Dzisiejszy jadłospis:
7.00 owsianka z suszonymi owocami, twarogiem i ziarnami (przepis z książki "Jedzenie to leczenie")
10.00 jabłko, mandarynka
13.00 dwie kromki chrupkiego pieczywa posmarowane serkiem i z chudą wędliną, do tego ćwiartka papryki i kawałek ogórka zielonego.
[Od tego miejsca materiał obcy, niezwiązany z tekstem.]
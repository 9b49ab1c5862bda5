//! Normalized provider capability records and the provider-agnostic domain
//! types the callback handler produces.
//!
//! The engine never merges defaults or applies per-provider quirks; it only
//! consumes records that are already fully shaped. The serde-facing
//! configuration form and its normalization live in [`config`], outside the
//! protocol core.

pub mod config;

use anyhow::Context;
use secrecy::SecretString;
use serde::{Deserialize, Serialize};
use serde_json::{Map, Value};
use std::fmt;
use std::sync::Arc;
use url::Url;

/// OAuth2 vs. OpenID Connect. Decides where the profile comes from: ID-token
/// claims for OIDC, the userinfo endpoint for plain OAuth2.
#[derive(Clone, Copy, Debug, Eq, PartialEq, Serialize, Deserialize)]
#[serde(rename_all = "lowercase")]
pub enum ProviderKind {
    OAuth,
    Oidc,
}

impl ProviderKind {
    #[must_use]
    pub fn as_str(self) -> &'static str {
        match self {
            Self::OAuth => "oauth",
            Self::Oidc => "oidc",
        }
    }
}

/// Which per-attempt security checks the provider requires.
#[derive(Clone, Copy, Debug, Eq, PartialEq, Serialize, Deserialize)]
#[serde(rename_all = "lowercase", default)]
pub struct ProviderChecks {
    pub state: bool,
    pub pkce: bool,
    pub nonce: bool,
}

impl Default for ProviderChecks {
    fn default() -> Self {
        // state + pkce is the safe baseline for code-flow providers.
        Self {
            state: true,
            pkce: true,
            nonce: false,
        }
    }
}

/// Raw token-endpoint response. Provider-specific fields ride along in
/// `extra` untouched.
#[derive(Clone, Debug, Default, Serialize, Deserialize)]
pub struct TokenSet {
    #[serde(skip_serializing_if = "Option::is_none")]
    pub access_token: Option<String>,
    #[serde(skip_serializing_if = "Option::is_none")]
    pub token_type: Option<String>,
    #[serde(skip_serializing_if = "Option::is_none")]
    pub expires_in: Option<i64>,
    #[serde(skip_serializing_if = "Option::is_none")]
    pub refresh_token: Option<String>,
    #[serde(skip_serializing_if = "Option::is_none")]
    pub id_token: Option<String>,
    #[serde(skip_serializing_if = "Option::is_none")]
    pub scope: Option<String>,
    #[serde(flatten)]
    pub extra: Map<String, Value>,
}

/// Provider-normalized user profile. `id` is the only mandatory field.
#[derive(Clone, Debug, Eq, PartialEq, Serialize, Deserialize)]
pub struct Profile {
    pub id: String,
    #[serde(skip_serializing_if = "Option::is_none")]
    pub name: Option<String>,
    #[serde(skip_serializing_if = "Option::is_none")]
    pub email: Option<String>,
    #[serde(skip_serializing_if = "Option::is_none")]
    pub image: Option<String>,
}

/// The durable link between a user and a provider identity: created once per
/// successful OAuth linkage, persisted by the storage adapter.
#[derive(Clone, Debug, Serialize, Deserialize)]
pub struct Account {
    pub provider: String,
    #[serde(rename = "type")]
    pub provider_type: String,
    pub provider_account_id: String,
    #[serde(flatten)]
    pub tokens: TokenSet,
}

/// Maps the raw provider profile document into a [`Profile`].
pub type ProfileMapper = Arc<dyn Fn(&Value, &TokenSet) -> anyhow::Result<Profile> + Send + Sync>;

/// Default mapping for standard OIDC claims (`sub`, `name`, `email`,
/// `picture`).
///
/// # Errors
/// Returns an error when neither `sub` nor `id` is present.
pub fn standard_claims_profile(raw: &Value, _tokens: &TokenSet) -> anyhow::Result<Profile> {
    let id = raw
        .get("sub")
        .or_else(|| raw.get("id"))
        .and_then(|v| match v {
            Value::String(s) => Some(s.clone()),
            Value::Number(n) => Some(n.to_string()),
            _ => None,
        })
        .context("profile is missing both `sub` and `id`")?;

    let string = |key: &str| raw.get(key).and_then(Value::as_str).map(str::to_string);

    Ok(Profile {
        id,
        name: string("name"),
        email: string("email"),
        image: string("picture").or_else(|| string("avatar_url")),
    })
}

/// A fully normalized provider capability record.
#[derive(Clone)]
pub struct Provider {
    pub id: String,
    pub name: String,
    pub kind: ProviderKind,
    pub issuer: Option<Url>,
    pub authorization_url: Option<Url>,
    /// Extra query parameters appended to the authorization redirect.
    pub authorization_params: Vec<(String, String)>,
    pub token_url: Option<Url>,
    pub userinfo_url: Option<Url>,
    pub scope: String,
    pub checks: ProviderChecks,
    pub client_id: String,
    pub client_secret: SecretString,
    profile: ProfileMapper,
}

impl Provider {
    #[must_use]
    pub fn new(
        id: impl Into<String>,
        kind: ProviderKind,
        client_id: impl Into<String>,
        client_secret: SecretString,
    ) -> Self {
        let id = id.into();
        Self {
            name: id.clone(),
            id,
            kind,
            issuer: None,
            authorization_url: None,
            authorization_params: Vec::new(),
            token_url: None,
            userinfo_url: None,
            scope: "openid profile email".to_string(),
            checks: ProviderChecks::default(),
            client_id: client_id.into(),
            client_secret,
            profile: Arc::new(standard_claims_profile),
        }
    }

    #[must_use]
    pub fn with_issuer(mut self, issuer: Url) -> Self {
        self.issuer = Some(issuer);
        self
    }

    #[must_use]
    pub fn with_authorization_url(mut self, url: Url) -> Self {
        self.authorization_url = Some(url);
        self
    }

    #[must_use]
    pub fn with_token_url(mut self, url: Url) -> Self {
        self.token_url = Some(url);
        self
    }

    #[must_use]
    pub fn with_userinfo_url(mut self, url: Url) -> Self {
        self.userinfo_url = Some(url);
        self
    }

    #[must_use]
    pub fn with_scope(mut self, scope: impl Into<String>) -> Self {
        self.scope = scope.into();
        self
    }

    #[must_use]
    pub fn with_checks(mut self, checks: ProviderChecks) -> Self {
        self.checks = checks;
        self
    }

    #[must_use]
    pub fn with_profile_mapper(mut self, mapper: ProfileMapper) -> Self {
        self.profile = mapper;
        self
    }

    /// Apply the provider's profile mapping to a raw profile document.
    ///
    /// # Errors
    /// Propagates the mapper's error, e.g. a missing id.
    pub fn map_profile(&self, raw: &Value, tokens: &TokenSet) -> anyhow::Result<Profile> {
        (self.profile)(raw, tokens)
    }
}

impl fmt::Debug for Provider {
    fn fmt(&self, f: &mut fmt::Formatter<'_>) -> fmt::Result {
        f.debug_struct("Provider")
            .field("id", &self.id)
            .field("kind", &self.kind)
            .field("issuer", &self.issuer)
            .field("checks", &self.checks)
            .finish_non_exhaustive()
    }
}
16.30 pieczone udko po cygański, brązowy ryż, ogórki konserwowe z chilli
19.30 pół brokuła z kiełkami, kefir.
Dzisiaj mogę nie zdążyć z ćwiczonkami - mam kilka spraw do załatwienia po pracy. Jak nie dzisiaj to na pewno jutro poćwiczę.
POZDRAWIAM!!
laskotka7
22 stycznia 2013, 12:20no to trzymam kciuki za powodzenie :)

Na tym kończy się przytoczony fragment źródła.